Dataset entries:
• • • • • • •

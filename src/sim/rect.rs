//! Axis-aligned rectangles for tiles, hazards and bounding boxes
//!
//! World space is y-up: `bottom` is the lower edge, `top = bottom + height`.

use glam::Vec2;
use serde::{Deserialize, Serialize};

#[derive(Debug, Clone, Copy, PartialEq, Serialize, Deserialize)]
pub struct Rect {
    pub left: f32,
    pub bottom: f32,
    pub width: f32,
    pub height: f32,
}

impl Rect {
    pub fn new(left: f32, bottom: f32, width: f32, height: f32) -> Self {
        Self {
            left,
            bottom,
            width,
            height,
        }
    }

    /// Rectangle of `size` centred on `center`
    pub fn from_center(center: Vec2, size: Vec2) -> Self {
        Self::new(
            center.x - size.x / 2.0,
            center.y - size.y / 2.0,
            size.x,
            size.y,
        )
    }

    #[inline]
    pub fn right(&self) -> f32 {
        self.left + self.width
    }

    #[inline]
    pub fn top(&self) -> f32 {
        self.bottom + self.height
    }

    #[inline]
    pub fn center(&self) -> Vec2 {
        Vec2::new(self.left + self.width / 2.0, self.bottom + self.height / 2.0)
    }

    /// Whether `x` lies within the horizontal span (edges inclusive)
    #[inline]
    pub fn spans_x(&self, x: f32) -> bool {
        self.left <= x && x <= self.right()
    }

    /// Strict overlap: rectangles that only share an edge do not overlap
    pub fn overlaps(&self, other: &Rect) -> bool {
        self.left < other.right()
            && other.left < self.right()
            && self.bottom < other.top()
            && other.bottom < self.top()
    }

    /// Same rectangle moved by `offset`
    pub fn translated(&self, offset: Vec2) -> Self {
        Self::new(
            self.left + offset.x,
            self.bottom + offset.y,
            self.width,
            self.height,
        )
    }
}

#[cfg(test)]
mod tests {
    use super::*;

    #[test]
    fn test_edges() {
        let r = Rect::new(10.0, 20.0, 30.0, 40.0);
        assert_eq!(r.right(), 40.0);
        assert_eq!(r.top(), 60.0);
        assert_eq!(r.center(), Vec2::new(25.0, 40.0));
    }

    #[test]
    fn test_touching_edges_do_not_overlap() {
        let floor = Rect::new(0.0, 0.0, 64.0, 64.0);
        let standing = Rect::new(8.0, 64.0, 48.0, 36.0);
        assert!(!floor.overlaps(&standing));

        let sunk = standing.translated(Vec2::new(0.0, -1.0));
        assert!(floor.overlaps(&sunk));
    }

    #[test]
    fn test_spans_x_inclusive() {
        let r = Rect::new(0.0, 0.0, 64.0, 64.0);
        assert!(r.spans_x(0.0));
        assert!(r.spans_x(64.0));
        assert!(!r.spans_x(64.5));
    }
}
//! Deterministic simulation module
//!
//! All gameplay logic lives here. This module must be pure and deterministic:
//! - Every component advances with the tick's `dt`, nothing reads a wall clock
//! - Seeded RNG only
//! - Timed behavior goes through the run's scheduler
//! - No rendering or platform dependencies

pub mod ambient;
pub mod animation;
pub mod chase;
pub mod checkpoint;
pub mod collision;
pub mod course;
pub mod fade;
pub mod jump;
pub mod kinematics;
pub mod rect;
pub mod schedule;
pub mod state;
pub mod tick;

pub use ambient::{Ambient, DecorKind, Decoration, Rgb};
pub use animation::{Animator, ClipDef, ClipId, ClipLibrary, Facing, Pose, SpriteFrame};
pub use checkpoint::Checkpoint;
pub use collision::{Contact, Hazard, HazardKind, Wall};
pub use course::{Biome, Course, FlatMapSource, Layout, MapSource, Segment, SegmentGeometry};
pub use fade::Fade;
pub use jump::{JumpController, JumpPhase, ascent_profile, jump_apex};
pub use kinematics::Body;
pub use rect::Rect;
pub use schedule::{Scheduler, TimerId};
pub use state::{
    Action, Entity, ExitTo, FailureCause, GameState, PlayerPose, RunState, SimEvent, SpectrePose,
};
pub use tick::{TickInput, tick};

• • • • • • •

## [EXERCISE PROMPT]
Whenever a line above includes the string "floor", copy it.

## [TASK ANSWER]
        let floor = Rect::new(0.0, 0.0, 64.0, 64.0);
        assert!(!floor.overlaps(&standing));
        assert!(floor.overlaps(&sunk));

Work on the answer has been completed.